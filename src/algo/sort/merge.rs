use std::cmp::Ordering;

/// Inputs shorter than this are sorted sequentially by [`par_merge_sort`].
pub const PAR_MERGE_SORT_THRESHOLD: usize = 4096;

/// Sorts a slice with merge sort, returning a new vector.
///
/// The slice is split at `len / 2`, the halves are sorted recursively and
/// then merged by repeatedly taking the smaller head; on ties the head of
/// the left half is taken, so the sort is stable. The recursion depth is
/// ⌈log₂ n⌉.
///
/// # Examples
///
/// ```
/// use classic_algo::algo::sort::merge_sort;
///
/// assert_eq!(merge_sort(&[3, 1, 2]), vec![1, 2, 3]);
/// ```
pub fn merge_sort<T: Clone + Ord>(seq: &[T]) -> Vec<T> {
    merge_sort_by(seq, T::cmp)
}

/// Sorts a slice with merge sort using a comparator, returning a new vector.
pub fn merge_sort_by<T: Clone, F: FnMut(&T, &T) -> Ordering>(seq: &[T], mut cmp: F) -> Vec<T> {
    sort_rec(seq, &mut cmp)
}

fn sort_rec<T: Clone, F: FnMut(&T, &T) -> Ordering>(seq: &[T], cmp: &mut F) -> Vec<T> {
    if seq.len() <= 1 {
        return seq.to_vec();
    }
    let (left, right) = seq.split_at(seq.len() / 2);
    let left = sort_rec(left, cmp);
    let right = sort_rec(right, cmp);
    merge(left, right, cmp)
}

/// Merges two sorted vectors, preferring `left` on ties.
fn merge<T, F: FnMut(&T, &T) -> Ordering>(left: Vec<T>, right: Vec<T>, cmp: &mut F) -> Vec<T> {
    let mut result = Vec::with_capacity(left.len() + right.len());
    let mut left = left.into_iter().peekable();
    let mut right = right.into_iter().peekable();

    while let (Some(l), Some(r)) = (left.peek(), right.peek()) {
        if cmp(l, r) != Ordering::Greater {
            result.extend(left.next());
        } else {
            result.extend(right.next());
        }
    }

    result.extend(left);
    result.extend(right);
    result
}

/// Sorts a slice with a parallel merge sort, returning a new vector.
///
/// The algorithm is the same as that of [`merge_sort`], and so is the
/// output, stability included; halves longer than
/// [`PAR_MERGE_SORT_THRESHOLD`] are sorted concurrently on the current
/// [`rayon`] thread pool.
pub fn par_merge_sort<T: Clone + Ord + Send + Sync>(seq: &[T]) -> Vec<T> {
    par_merge_sort_by(seq, T::cmp)
}

/// Sorts a slice with a parallel merge sort using a comparator.
pub fn par_merge_sort_by<T, F>(seq: &[T], cmp: F) -> Vec<T>
where
    T: Clone + Send + Sync,
    F: Fn(&T, &T) -> Ordering + Sync,
{
    if seq.len() > PAR_MERGE_SORT_THRESHOLD {
        log::debug!(
            "Sorting {} elements on {} threads",
            seq.len(),
            rayon::current_num_threads()
        );
    }
    par_sort_rec(seq, &cmp)
}

fn par_sort_rec<T, F>(seq: &[T], cmp: &F) -> Vec<T>
where
    T: Clone + Send + Sync,
    F: Fn(&T, &T) -> Ordering + Sync,
{
    if seq.len() <= PAR_MERGE_SORT_THRESHOLD {
        return sort_rec(seq, &mut |a: &T, b: &T| cmp(a, b));
    }
    let (left, right) = seq.split_at(seq.len() / 2);
    let (left, right) = rayon::join(|| par_sort_rec(left, cmp), || par_sort_rec(right, cmp));
    merge(left, right, &mut |a: &T, b: &T| cmp(a, b))
}

#[cfg(test)]
mod test {
    use super::*;

    #[test]
    fn test_merge_prefers_left() {
        let left = vec![(1, 'l'), (2, 'l')];
        let right = vec![(1, 'r'), (3, 'r')];
        let merged = merge(left, right, &mut |a: &(i32, char), b: &(i32, char)| a.0.cmp(&b.0));
        assert_eq!(merged, vec![(1, 'l'), (1, 'r'), (2, 'l'), (3, 'r')]);
    }

    #[test]
    fn test_reference_input() {
        assert_eq!(
            merge_sort(&[64, 34, 25, 12, 22, 11, 90]),
            vec![11, 12, 22, 25, 34, 64, 90]
        );
    }

    #[test]
    fn test_parallel_matches_sequential() {
        // Large enough to fork several times
        let seq: Vec<u64> = (0..5 * PAR_MERGE_SORT_THRESHOLD as u64)
            .map(|i| (i * 2_654_435_761) % 1009)
            .collect();
        assert_eq!(par_merge_sort(&seq), merge_sort(&seq));
    }
}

--- WHAT TO WORK ON ---
Please write out, exactly as they appear above, only the lines in the stretch from the line with "with merge sort, returning a new vector." through the line with "comparator, returning a new vector.".

--- COMPLETED TASK ---
/// Sorts a slice with merge sort, returning a new vector.
///
/// The slice is split at `len / 2`, the halves are sorted recursively and
/// then merged by repeatedly taking the smaller head; on ties the head of
/// the left half is taken, so the sort is stable. The recursion depth is
/// ⌈log₂ n⌉.
///
/// # Examples
///
/// ```
/// use classic_algo::algo::sort::merge_sort;
///
/// assert_eq!(merge_sort(&[3, 1, 2]), vec![1, 2, 3]);
/// ```
pub fn merge_sort<T: Clone + Ord>(seq: &[T]) -> Vec<T> {
    merge_sort_by(seq, T::cmp)
}

/// Sorts a slice with merge sort using a comparator, returning a new vector.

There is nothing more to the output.